Budget 2023-24 could see some changes in capital gains tax as the government is considering a long-standing demand to bring in parity in rates and rules between the public and private markets.
“We have a very good sort of capital gains regime when it comes to the public markets. In the public markets if your holding period is relatively short, just a year, you have a pretty low capital gains tax rate, which is not the case for private markets,” Jayant Sinha, Chair of the Parliamentary Standing Committee on Finance and a former Union minister of state for finance, told Moneycontrol in an exclusive interview.
Unlike the public markets, long-term holdings in private markets, which refer to investments in equity and debt of privately owned companies, have to pay a higher capital gains tax.
The Parliamentary Standing Committee on Finance has recommended that the Budget should simplify and streamline capital gains tax rules across equity, debt, real estate, gold and mutual funds.
For an angel investor in a startup, holding periods are much longer such as three years and they have to pay a higher capital gains tax rate, he said.

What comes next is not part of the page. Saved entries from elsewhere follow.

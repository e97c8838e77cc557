//! Plain-text rendering of lookup results.

use std::fmt::{self, Display};

use jisho::phrase::{PhraseEntry, PhraseSearchResponse};
use jisho::{CompoundExample, KanjiRecord};

/// Renders a [`KanjiRecord`] as a short, multi-line summary.
pub struct RecordFormatter<'a>(pub &'a KanjiRecord);

/// Renders the entries of a [`PhraseSearchResponse`], one per line.
pub struct PhraseFormatter<'a>(pub &'a PhraseSearchResponse);

impl Display for RecordFormatter<'_> {
    fn fmt(&self, fmt: &mut fmt::Formatter<'_>) -> fmt::Result {
        let record = self.0;
        let query = &record.query;

        let Some(details) = &record.details else {
            return writeln!(fmt, "No results for {query}");
        };

        write!(fmt, "{query}")?;
        if let Some(meaning) = &details.meaning {
            write!(fmt, ": {meaning}")?;
        }
        writeln!(fmt)?;

        if let Some(strokes) = details.stroke_count {
            writeln!(fmt, "Strokes: {strokes}")?;
        }
        if let Some(level) = &details.level {
            writeln!(fmt, "Taught in: {level}")?;
        }
        if !details.kunyomi.is_empty() {
            writeln!(fmt, "Kun: {}", details.kunyomi.join("、"))?;
        }
        if !details.onyomi.is_empty() {
            writeln!(fmt, "On: {}", details.onyomi.join("、"))?;
        }
        if let Some(radical) = &details.radical {
            writeln!(fmt, "Radical: {} ({})", radical.symbol, radical.meaning)?;
        }
        if !details.parts.is_empty() {
            writeln!(fmt, "Parts: {}", details.parts.join(" "))?;
        }

        write_examples(fmt, "On reading compounds", &details.onyomi_examples)?;
        write_examples(fmt, "Kun reading compounds", &details.kunyomi_examples)?;

        writeln!(fmt, "Stroke order: {}", record.stroke_order_diagram_uri)
    }
}

fn write_examples(
    fmt: &mut fmt::Formatter<'_>,
    heading: &str,
    examples: &[CompoundExample],
) -> fmt::Result {
    if examples.is_empty() {
        return Ok(());
    }

    writeln!(fmt, "{heading}:")?;
    for CompoundExample {
        example,
        reading,
        meaning,
    } in examples
    {
        writeln!(fmt, "  {example} 【{reading}】 {meaning}")?;
    }

    Ok(())
}

impl Display for PhraseFormatter<'_> {
    fn fmt(&self, fmt: &mut fmt::Formatter<'_>) -> fmt::Result {
        if self.0.data.is_empty() {
            return writeln!(fmt, "No results");
        }

        for entry in &self.0.data {
            writeln!(fmt, "{}", EntryFormatter(entry))?;
        }

        Ok(())
    }
}

struct EntryFormatter<'a>(&'a PhraseEntry);

impl Display for EntryFormatter<'_> {
    fn fmt(&self, fmt: &mut fmt::Formatter<'_>) -> fmt::Result {
        let entry = self.0;

        write!(fmt, "{}", entry.headword())?;

        if let Some(reading) = entry
            .japanese
            .first()
            .and_then(|form| form.word.as_ref().and(form.reading.as_ref()))
        {
            write!(fmt, " ({reading})")?;
        }

        let mut labels: Vec<&str> = Vec::new();
        if entry.is_common == Some(true) {
            labels.push("common");
        }
        labels.extend(entry.jlpt.iter().map(String::as_str));
        if !labels.is_empty() {
            write!(fmt, " [{}]", labels.join(", "))?;
        }

        let definitions: Vec<String> = entry
            .senses
            .iter()
            .map(|sense| sense.english_definitions.join(", "))
            .filter(|definition| !definition.is_empty())
            .collect();
        if !definitions.is_empty() {
            write!(fmt, ": {}", definitions.join("; "))?;
        }

        Ok(())
    }
}
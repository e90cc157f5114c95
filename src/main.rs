use clap::Parser;
use deckpdf::{Deck, Pipeline, PipelineConfig};
use std::io::Read;
use std::path::PathBuf;

/// Render an HTML slide deck (JSON) into a fixed-geometry PDF.
#[derive(Parser, Debug)]
#[command(name = "deckpdf", version, about)]
struct Args {
    /// Deck JSON file ({"deckTitle": ..., "slides": [{"html": ..., "index": ...}]});
    /// reads stdin when omitted
    #[arg(short, long)]
    input: Option<PathBuf>,

    /// Output path; defaults to "{deckTitle}.pdf" in the working directory
    #[arg(short, long)]
    output: Option<PathBuf>,

    /// Per-slide load timeout in milliseconds
    #[arg(long, default_value_t = 30_000)]
    timeout_ms: u64,

    /// Post-load settle delay in milliseconds
    #[arg(long, default_value_t = 500)]
    settle_ms: u64,

    /// Include raw internal failure detail in error output
    #[arg(long)]
    verbose_diagnostics: bool,
}

fn read_deck(input: Option<&PathBuf>) -> anyhow::Result<Deck> {
    let raw = match input {
        Some(path) => std::fs::read_to_string(path)?,
        None => {
            let mut buf = String::new();
            std::io::stdin().read_to_string(&mut buf)?;
            buf
        }
    };
    Ok(serde_json::from_str(&raw)?)
}

fn main() {
    env_logger::init();
    let args = Args::parse();

    let deck = match read_deck(args.input.as_ref()) {
        Ok(deck) => deck,
        Err(e) => {
            eprintln!("failed to read deck: {}", e);
            std::process::exit(2);
        }
    };

    let config = PipelineConfig {
        load_timeout_ms: args.timeout_ms,
        settle_delay_ms: args.settle_ms,
        verbose_diagnostics: args.verbose_diagnostics,
    };
    let verbose = config.verbose_diagnostics;

    match Pipeline::new(config).run(&deck) {
        Ok(bytes) => {
            let path = args
                .output
                .unwrap_or_else(|| PathBuf::from(deck.pdf_filename()));
            if let Err(e) = std::fs::write(&path, &bytes) {
                eprintln!("failed to write {}: {}", path.display(), e);
                std::process::exit(1);
            }
            println!("{}", path.display());
        }
        Err(e) => {
            let payload = e.to_payload(verbose);
            eprintln!(
                "{}",
                serde_json::to_string(&payload)
                    .unwrap_or_else(|_| payload.error.clone())
            );
            std::process::exit(1);
        }
    }
}
//! Per-slide rendering: content injection, load wait, settle delay, capture

use crate::{Error, PipelineConfig, RenderSession, RenderedPage, Result, Slide};
use crate::{VIEWPORT_HEIGHT, VIEWPORT_WIDTH};
use base64::Engine as Base64Engine;
use headless_chrome::protocol::cdp::Page;
use log::debug;
use std::time::Duration;

/// Render one slide to a 1920x1080 PNG capture.
///
/// The slide's markup becomes the full document content of the session's tab
/// (injected as a base64 `data:` URL, so no network round trip is needed for
/// the markup itself). The call then waits for the navigation/load signal,
/// bounded by `config.load_timeout_ms`, sleeps for the settle delay to absorb
/// late asynchronous paints, and captures the viewport rectangle with an
/// opaque background.
///
/// `position` is the slide's place in the input array and is authoritative
/// for output order; `slide.index` only appears in log output.
pub fn render(
    session: &RenderSession,
    slide: &Slide,
    position: usize,
    config: &PipelineConfig,
) -> Result<RenderedPage> {
    let tab = session.tab()?;

    debug!("rendering slide {} (caller index {})", position, slide.index);

    let url = data_url(&slide.html);
    tab.navigate_to(&url)
        .map_err(|e| classify_wait_error(position, config.load_timeout_ms, e))?;
    tab.wait_until_navigated()
        .map_err(|e| classify_wait_error(position, config.load_timeout_ms, e))?;

    // Heuristic window for web fonts and late image decode. Documents whose
    // rendering completes after this window produce visually incomplete
    // captures; that is a documented limitation, not a bug to absorb here.
    std::thread::sleep(Duration::from_millis(config.settle_delay_ms));

    // Clip exactly to the viewport rectangle regardless of the document's
    // natural size, background included.
    let clip = Page::Viewport {
        x: 0.0,
        y: 0.0,
        width: VIEWPORT_WIDTH as f64,
        height: VIEWPORT_HEIGHT as f64,
        scale: 1.0,
    };
    let png = tab
        .capture_screenshot(Page::CaptureScreenshotFormatOption::Png, None, Some(clip), true)
        .map_err(|e| Error::RenderContent {
            index: position,
            detail: format!("screenshot failed: {}", e),
        })?;

    Ok(RenderedPage { position, png })
}

/// Encode slide markup as a `data:` URL suitable for `Tab::navigate_to`.
fn data_url(html: &str) -> String {
    let b64 = base64::engine::general_purpose::STANDARD.encode(html.as_bytes());
    format!("data:text/html;charset=utf-8;base64,{}", b64)
}

/// Split navigation failures into the timeout kind and everything else.
///
/// `headless_chrome` signals an exhausted wait with its `util::Timeout`
/// marker inside the error chain; any other navigation failure is a content
/// failure for this slide.
fn classify_wait_error(position: usize, timeout_ms: u64, err: anyhow::Error) -> Error {
    if err.downcast_ref::<headless_chrome::util::Timeout>().is_some() {
        Error::RenderTimeout {
            index: position,
            timeout_ms,
        }
    } else {
        Error::RenderContent {
            index: position,
            detail: err.to_string(),
        }
    }
}

#[cfg(test)]
mod tests {
    use super::*;

    #[test]
    fn test_data_url_shape() {
        let url = data_url("<h1>Hi</h1>");
        assert!(url.starts_with("data:text/html;charset=utf-8;base64,"));
        let b64 = url.rsplit(',').next().unwrap();
        let decoded = base64::engine::general_purpose::STANDARD.decode(b64).unwrap();
        assert_eq!(decoded, b"<h1>Hi</h1>");
    }

    #[test]
    fn test_wait_timeout_classified_as_timeout() {
        let err = anyhow::Error::new(headless_chrome::util::Timeout);
        let classified = classify_wait_error(2, 30_000, err);
        assert!(matches!(
            classified,
            Error::RenderTimeout { index: 2, timeout_ms: 30_000 }
        ));
    }

    #[test]
    fn test_other_wait_failures_classified_as_content() {
        let err = anyhow::anyhow!("tab crashed");
        let classified = classify_wait_error(0, 30_000, err);
        match classified {
            Error::RenderContent { index, detail } => {
                assert_eq!(index, 0);
                assert!(detail.contains("tab crashed"));
            }
            other => panic!("unexpected classification: {:?}", other),
        }
    }
}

“So I think there we should do an adjustment so that they are on the same level playing field, and so that our startups can get more capital, particularly from high net worth individuals, from angel investors, and then they can receive the benefits of that money coming in, because the startup ecosystem is a great strength and great joy,” Sinha said.
Simplify rules
There is a call from stakeholders to simplify the rules –including different holding periods, tax rates, tax breaks, indexation, unequal incentives, etc.
Within the government, there is a realisation of the need to levelise capital gains tax—especially for investments in private markets and the government is considering “some equalisation”.
“For investments in the private markets, even if you are investing through a fund and so on, like an AIF (Alternate Investment Fund), you are still paying these higher tax rates. I think that can be adjusted. In fact, in our committee, we had proposed that just like mutual funds get lower capital gains tax rates, if you are investing through an AIF, for example, which is also well regulated and has high standards of disclosure and compliance, then you could have the same kind of taxes that you get when you invest in mutual funds,” Sinha told Moneycontrol.
There is also a recommendation to allow AIFs to list on the stock exchanges as well to enable more domestic capital to invest in start-ups.
The tax maze
Currently, there are different periods for the classification of assets into short term and long term depending on asset classes. The differential adds to complexities for investors in calculating capital gains in cases where they hold multiple classes of assets. The rationalisation of holding periods of different types of capital assets has been a long-standing demand of the industry. There are multiple tax rates for different types of capital assets – capital gains tax on the sale of listed shares is 10-15 percent; for unlisted shares, it is 40 percent. Foreign investors are subject to different rates of surcharge – the rate of surcharge for a foreign individual or funds is 15 percent while for a foreign company, it is 5 percent.
A task force headed by former Central Board of Direct Taxes member Akhilesh Ranjan had suggested a long-term capital gains tax of 10 percent for gains on the sale of equity assets held for more than 12 months and 15 percent for equities held for a shorter period. Currently, long-term capital gains tax is 20 per cent; in the case of equities it is 10 per cent; short-term capital gains tax for equities and related assets is 15 percent.